This study received approval from the East Tennessee State University Human Subject Research Ethics Committee (IRB#: 0414.16s).
Dependent variable
The outcome of interest, BMI status (obese defined as overweight/obese vs. healthy weight, according to 2000 CDC growth charts) [31], was treated as a categorical variable.
Independent variables
The variables of interest were run in duplicate, and included adiponectin (μg/mL), insulin (uIU.L), resistin (pg/mL), TNF-α(pg/mL), CRP (mg/dL), and IL-6 (pg/mL). Analysis for adiponectin (171A7002M), insulin and resistin (171A7001M), and TNF-α and IL-6 (171A7002M) were performed using Bio-Rad Bio-Plex Mag-Pix according to provider procedures. East Tennessee State University Clinical Laboratory: an accredited reference lab (Center for Medicare & Medicaid Services Clinical Laboratory, certification number 44D0659180) was utilized for analysis of serum CRP.
Covariates
Covariates included child age, child sex (male or female), maternal education level (high school graduation or more vs. less than high school education), maternal marital status (married versus other). Child age was reported as a continuous variable in years.
Statistical analysis
Descriptive statistics (frequencies and percentages for categorical variables, and means and standard deviations for continuous variables) were performed to describe the data as appropriate. Pearson chi-squared test and independent t-tests were conducted to examine differences in percentages (for categorical variables) and means (for continuous variables) by weight status (overweight/obese versus healthy weight status). Post-hoc analyses were conducted to verify the influence of outliers on descriptive and inferential statistics. No major influence on results was noted after potential extreme values were excluded. As a result, and following Central Limit Theorem, analyses were conducted on the full sample after removing missing variables.
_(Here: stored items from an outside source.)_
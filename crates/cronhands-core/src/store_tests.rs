
    use super::*;
    use crate::execution::{ExecutionStatus, ExecutionTrigger};
    use crate::job::ScheduleSpec;
    use crate::notification::{NotificationChannel, NotificationEvent};
    use chrono::{Duration, Utc};
    use serde_json::json;

    fn job(name: &str) -> Job {
        Job::new(Uuid::new_v4(), name, "echo hi", ScheduleSpec::cron("0 * * * *"))
    }

    #[tokio::test]
    async fn test_memory_job_store() {
        let store = MemoryStore::new();
        let job = job("nightly");

        store.save_job(&job).await.unwrap();

        let loaded = store.get_job(job.id).await.unwrap();
        assert_eq!(loaded.unwrap().name, "nightly");
        assert_eq!(store.list_jobs().await.unwrap().len(), 1);

        assert!(store.delete_job(job.id).await.unwrap());
        assert!(store.get_job(job.id).await.unwrap().is_none());
        assert!(!store.delete_job(job.id).await.unwrap());
    }

    #[tokio::test]
    async fn test_list_jobs_orders_by_priority() {
        let store = MemoryStore::new();
        store.save_job(&job("low").with_priority(1)).await.unwrap();
        store.save_job(&job("high").with_priority(10)).await.unwrap();

        let names: Vec<String> = store
            .list_jobs()
            .await
            .unwrap()
            .into_iter()
            .map(|j| j.name)
            .collect();
        assert_eq!(names, vec!["high", "low"]);
    }

    #[tokio::test]
    async fn test_get_jobs_skips_unknown() {
        let store = MemoryStore::new();
        let a = job("a");
        let b = job("b");
        store.save_job(&a).await.unwrap();
        store.save_job(&b).await.unwrap();

        let found = store.get_jobs(&[b.id, Uuid::new_v4(), a.id]).await.unwrap();
        let names: Vec<&str> = found.iter().map(|j| j.name.as_str()).collect();
        assert_eq!(names, vec!["b", "a"]);
    }

    #[tokio::test]
    async fn test_update_job_status() {
        let store = MemoryStore::new();
        let job = job("status");
        store.save_job(&job).await.unwrap();

        let updated = store
            .update_job_status(job.id, JobStatus::Failed)
            .await
            .unwrap()
            .unwrap();
        assert_eq!(updated.status, JobStatus::Failed);
        assert_eq!(
            store.get_job(job.id).await.unwrap().unwrap().status,
            JobStatus::Failed
        );

        let missing = store
            .update_job_status(Uuid::new_v4(), JobStatus::Running)
            .await
            .unwrap();
        assert!(missing.is_none());
    }

    #[tokio::test]
    async fn test_executions_newest_first() {
        let store = MemoryStore::new();
        let job_id = Uuid::new_v4();

        let mut older = Execution::new(job_id, ExecutionTrigger::Scheduled);
        older.created_at = Utc::now() - Duration::minutes(5);
        let newer = Execution::new(job_id, ExecutionTrigger::Manual);
        let unrelated = Execution::new(Uuid::new_v4(), ExecutionTrigger::Manual);

        store.create_execution(&older).await.unwrap();
        store.create_execution(&newer).await.unwrap();
        store.create_execution(&unrelated).await.unwrap();

        let listed = store.list_executions(job_id).await.unwrap();
        assert_eq!(listed.len(), 2);
        assert_eq!(listed[0].id, newer.id);
        assert_eq!(listed[1].id, older.id);
    }

    #[tokio::test]
    async fn test_update_execution_requires_existing() {
        let store = MemoryStore::new();
        let mut execution = Execution::new(Uuid::new_v4(), ExecutionTrigger::Scheduled);

        assert!(matches!(
            store.update_execution(&execution).await,
            Err(StoreError::NotFound(_))
        ));

        store.create_execution(&execution).await.unwrap();
        execution.set_status(ExecutionStatus::Completed);
        store.update_execution(&execution).await.unwrap();
        let loaded = store.get_execution(execution.id).await.unwrap().unwrap();
        assert_eq!(loaded.status, ExecutionStatus::Completed);
        assert!(loaded.end_time.is_some());
    }

    #[tokio::test]
    async fn test_list_configs_global_and_scoped() {
        let store = MemoryStore::new();
        let user = Uuid::new_v4();
        let job_a = Uuid::new_v4();
        let job_b = Uuid::new_v4();

        let global = NotificationConfig::new(user, NotificationChannel::Email, json!({}));
        let scoped_a =
            NotificationConfig::new(user, NotificationChannel::Sms, json!({})).for_job(job_a);
        let scoped_b =
            NotificationConfig::new(user, NotificationChannel::Webhook, json!({})).for_job(job_b);
        let other_user = NotificationConfig::new(Uuid::new_v4(), NotificationChannel::Email, json!({}));

        for config in [&global, &scoped_a, &scoped_b, &other_user] {
            store.save_config(config).await.unwrap();
        }

        let for_a = store.list_configs(user, Some(job_a)).await.unwrap();
        let ids: Vec<Uuid> = for_a.iter().map(|c| c.id).collect();
        assert_eq!(for_a.len(), 2);
        assert!(ids.contains(&global.id));
        assert!(ids.contains(&scoped_a.id));

        let unscoped = store.list_configs(user, None).await.unwrap();
        assert_eq!(unscoped.len(), 1);
        assert_eq!(unscoped[0].id, global.id);

        assert!(store.delete_config(global.id).await.unwrap());
        assert_eq!(store.list_configs(user, Some(job_a)).await.unwrap().len(), 1);
    }

    #[tokio::test]
    async fn test_logs_append_and_update() {
        let store = MemoryStore::new();
        let user = Uuid::new_v4();
        let mut log = NotificationLog::new(
            user,
            None,
            None,
            NotificationChannel::Email,
            NotificationEvent::Success,
            "ops@example.com",
            "subject",
            "body",
        );

        store.create_log(&log).await.unwrap();
        log.mark_failed("connection refused");
        store.update_log(&log).await.unwrap();

        let logs = store.list_logs(user).await.unwrap();
        assert_eq!(logs.len(), 1);
        assert_eq!(logs[0].retry_count, 1);
        assert_eq!(logs[0].error_message.as_deref(), Some("connection refused"));

        let stray = NotificationLog::new(
            user,
            None,
            None,
            NotificationChannel::Sms,
            NotificationEvent::Start,
            "+15550100",
            "s",
            "c",
        );
        assert!(matches!(
            store.update_log(&stray).await,
            Err(StoreError::NotFound(_))
        ));
    }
Benjamini-Hochberg adjustments were completed to control for inflated type I error due to multiple comparisons [32]. Simple and multiple logistic regression analyses were then performed to assess the strength of association between variables of interest and being overweight/obese versus healthy weight among participants in this population. Multiple logistic regression models controlled for the potential effects of covariates (age, sex, maternal education, maternal marital status). Statistical analysis was completed via statistical analyst system (SAS, version 9.4; SAS Institute, Cary, NC).
Results
The majority of the study sample were female (54.21%) with an average age of 6.62 years (SD: 2.74 years) as seen in Tables 1 and 2. Almost half of the sample were classified as overweight/obese (44.86%) with the remaining sample having a healthy weight status (55.14%). Slightly over half of mothers had less than a high school education (56.07%) and most were married (78.50%). A greater percentage of males (48.98%) were overweight/obese compared to females (41.38%), although this difference was not statistically significant. There were no statistically significant differences in weight status by maternal education or marital status (P > 0.05). Average levels of biomarkers were as follows: Adiponectin, 24.27 μg/mL (SD = 13.85); insulin, 16.03 uIU.L (SD = 17.46); resistin, 5510.23 pg/mL (SD = 3817.13); TNF-α, 8.40 pg/mL (SD = 17.00); CRP, 2.35 mg/dL (SD: 4.86); and IL-6, 3.23 pg/mL (SD = 8.68).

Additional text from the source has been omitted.